請求項19に係る発明は、ローカルネットワークに設けられる画像形成装置と近距離無線通信を行う第1の無線通信手段と、前記ローカルネットワークに対して前記近距離無線通信と異なる無線通信を行う第2の無線通信手段と、を有する情報処理装置において実行されるプログラムであって、前記情報処理装置に、前記第1の無線通信手段による前記画像形成装置との近距離無線通信によって、前記ローカルネットワークにおける前記画像形成装置のIPアドレスを取得する取得ステップと、ユーザーによる前記画像形成装置の選択操作の受付前に、前記IPアドレスに基づき前記第2の無線通信手段によって前記ロールネットワーク上の画像形成装置にアクセスするアクセスステップと、を実行させることを特徴とする構成である。

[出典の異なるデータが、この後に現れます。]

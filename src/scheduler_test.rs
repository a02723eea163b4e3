use super::*;
use std::cell::Cell;
use std::rc::Rc;

#[test]
fn test_immediate_runs_synchronously() {
    let ran = Rc::new(Cell::new(false));
    let flag = ran.clone();
    Immediate.schedule(Box::new(move || flag.set(true)));
    assert!(ran.get());
}
//! Growable, append-only byte buffer shared across document snapshots.
//!
//! The backing array lives behind `Rc<RefCell<Vec<u8>>>` so multiple
//! handles — one per snapshot that has appended to it — can alias the
//! same storage safely in a single-threaded, shared-owner setting.
//! Each handle remembers its own valid `length`; growth never moves
//! bytes an older handle can still see because `Vec::push`/`extend`
//! only ever grows the buffer and never reallocates in a way visible
//! through a shared immutable borrow shorter than the valid prefix.

use std::cell::{Ref, RefCell};
use std::rc::Rc;

#[derive(Clone)]
pub struct AddBuffer {
    storage: Rc<RefCell<Vec<u8>>>,
    length: usize,
}

impl AddBuffer {
    pub fn new() -> Self {
        AddBuffer {
            storage: Rc::new(RefCell::new(Vec::new())),
            length: 0,
        }
    }

    pub fn len(&self) -> usize {
        self.length
    }

    pub fn is_empty(&self) -> bool {
        self.length == 0
    }

    /// Append `bytes`, returning a new handle whose `length` covers
    /// them. Existing handles (other snapshots) keep their own
    /// `length` and are unaffected.
    ///
    /// When this handle's `length` is still the shared array's valid
    /// prefix (the common, monotonic-editing case), the array is
    /// extended in place. If another handle has already appended past
    /// this one — e.g. an edit dispatched after an `UNDO` branches off
    /// an older buffer length — the shared array has diverged, and
    /// extending in place would silently corrupt the bytes older live
    /// handles still read. In that case a fresh array is allocated
    /// instead, copying only this handle's valid prefix.
    pub fn append(&self, bytes: &[u8]) -> (AddBuffer, usize) {
        let start = self.length;
        let storage = {
            let mut shared = self.storage.borrow_mut();
            if shared.len() == self.length {
                shared.extend_from_slice(bytes);
                None
            } else {
                let mut fresh = Vec::with_capacity(self.length + bytes.len());
                fresh.extend_from_slice(&shared[..self.length]);
                fresh.extend_from_slice(bytes);
                Some(Rc::new(RefCell::new(fresh)))
            }
        };
        let storage = storage.unwrap_or_else(|| self.storage.clone());
        (
            AddBuffer {
                storage,
                length: start + bytes.len(),
            },
            start,
        )
    }

    /// Zero-copy view into `[start, end)` of this handle's valid
    /// prefix.
    pub fn subarray(&self, start: usize, end: usize) -> Ref<[u8]> {
        let end = end.min(self.length);
        let start = start.min(end);
        Ref::map(self.storage.borrow(), |v| &v[start..end])
    }
}

impl Default for AddBuffer {
    fn default() -> Self {
        AddBuffer::new()
    }
}

#[cfg(test)]
#[path = "add_buffer_test.rs"]
mod add_buffer_test;
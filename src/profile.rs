//! Per-column statistics used only during role inference.
//!
//! Profiles are ephemeral: they are derived from a column, consumed by the
//! scoring heuristics in [`crate::infer`], and discarded. The heuristics are
//! pure functions over these numbers so they can be tested against synthetic
//! profiles without building a table.

use std::collections::HashSet;

use crate::data::{parse_day_first_date, CellValue};
use crate::table::{Column, ColumnKind};

#[derive(Debug, Clone, PartialEq)]
pub struct ColumnProfile {
    pub kind: ColumnKind,
    pub non_null: usize,
    pub distinct: usize,
    /// Mean of non-null values; numeric columns only.
    pub mean: Option<f64>,
    pub min: Option<f64>,
    pub max: Option<f64>,
    /// True when every non-null numeric value has no fractional part.
    pub integer_valued: bool,
}

impl ColumnProfile {
    pub fn from_column(column: &Column) -> Self {
        let mut non_null = 0usize;
        let mut distinct = HashSet::new();
        let mut sum = 0.0f64;
        let mut numeric_count = 0usize;
        let mut min: Option<f64> = None;
        let mut max: Option<f64> = None;
        let mut integer_valued = true;

        for value in column.values.iter().flatten() {
            non_null += 1;
            distinct.insert(distinct_key(value));
            if let Some(n) = value.as_number() {
                numeric_count += 1;
                sum += n;
                min = Some(min.map_or(n, |m| m.min(n)));
                max = Some(max.map_or(n, |m| m.max(n)));
                if n.fract() != 0.0 {
                    integer_valued = false;
                }
            }
        }

        let mean = (numeric_count > 0).then(|| sum / numeric_count as f64);
        Self {
            kind: column.kind,
            non_null,
            distinct: distinct.len(),
            mean,
            min,
            max,
            integer_valued,
        }
    }

    /// Distinct non-null values as a fraction of non-null count.
    pub fn unique_ratio(&self) -> f64 {
        if self.non_null == 0 {
            0.0
        } else {
            self.distinct as f64 / self.non_null as f64
        }
    }
}

fn distinct_key(value: &CellValue) -> String {
    match value {
        // Bit pattern keeps -0.0 and 0.0 distinct only in representation,
        // which is close enough for a cardinality estimate.
        CellValue::Number(n) => format!("n{:x}", n.to_bits()),
        CellValue::Text(s) => format!("t{s}"),
        CellValue::Date(d) => format!("d{d}"),
    }
}

/// Fraction of sampled raw values that parse as day-first dates. A column
/// whose sample cannot be read at all scores 0 rather than aborting.
pub fn date_sample_score(sample: &[&CellValue]) -> f64 {
    if sample.is_empty() {
        return 0.0;
    }
    let parsed = sample
        .iter()
        .filter(|value| match value {
            CellValue::Date(_) => true,
            other => parse_day_first_date(&other.as_display()).is_some(),
        })
        .count();
    parsed as f64 / sample.len() as f64
}

/// An integer column whose values look like a row index (1..N): at least 80%
/// distinct, minimum 1, maximum equal to the table's row count. Known
/// heuristic limit: a genuine quantity column that happens to run 1..N over
/// N rows is excluded too; kept as-is for compatibility.
pub fn is_id_like(profile: &ColumnProfile, table_rows: usize) -> bool {
    profile.integer_valued
        && profile.non_null > 0
        && profile.distinct as f64 >= 0.8 * profile.non_null as f64
        && profile.min == Some(1.0)
        && profile.max == Some(table_rows as f64)
}

/// Distance from the medium-cardinality target that marks product-name
/// columns: distinct/rows near 0.2 scores best (lower is better).
pub fn product_cardinality_score(distinct: usize, row_count: usize) -> f64 {
    let ratio = distinct as f64 / row_count.max(1) as f64;
    (ratio - 0.2).abs()
}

請求項20に係る発明は、有線のローカルネットワーク上に設けられた画像形成装置と通信可能な第1の無線通信手段と、前記第1の無線通信手段と異なる無線通信により前記画像形成装置と前記ローカルネットワークを介した通信を行うことが可能な第2の無線通信手段と、を有する情報処理装置において実行されるプログラムであって、前記情報処理装置に、前記第1の無線通信手段によって、前記ローカルネットワークにおいて前記画像形成装置に割り当てられたIPアドレスを取得する取得ステップと、ユーザーによる前記画像形成装置の選択操作の受付前に、前記IPアドレスに基づき前記第2の無線通信手段によって前記ロールネットワーク上の画像形成装置にアクセスするアクセスステップと、を実行させることを特徴とする構成である。
請求項21に係る発明は、請求項20に記載のプログラムにおいて、第1の無線通信手段は近距離無線通信が可能であることを特徴とする構成である。
請求項22に係る発明は、請求項19乃至21のいずれかに記載のプログラムにおいて、前記画像形成装置は第1のローカルネットワークに接続され、前記第2の無線通信手段は前記第1のローカルネットワークと異なる第2のローカルネットワークと接続可能であることを特徴とする構成である。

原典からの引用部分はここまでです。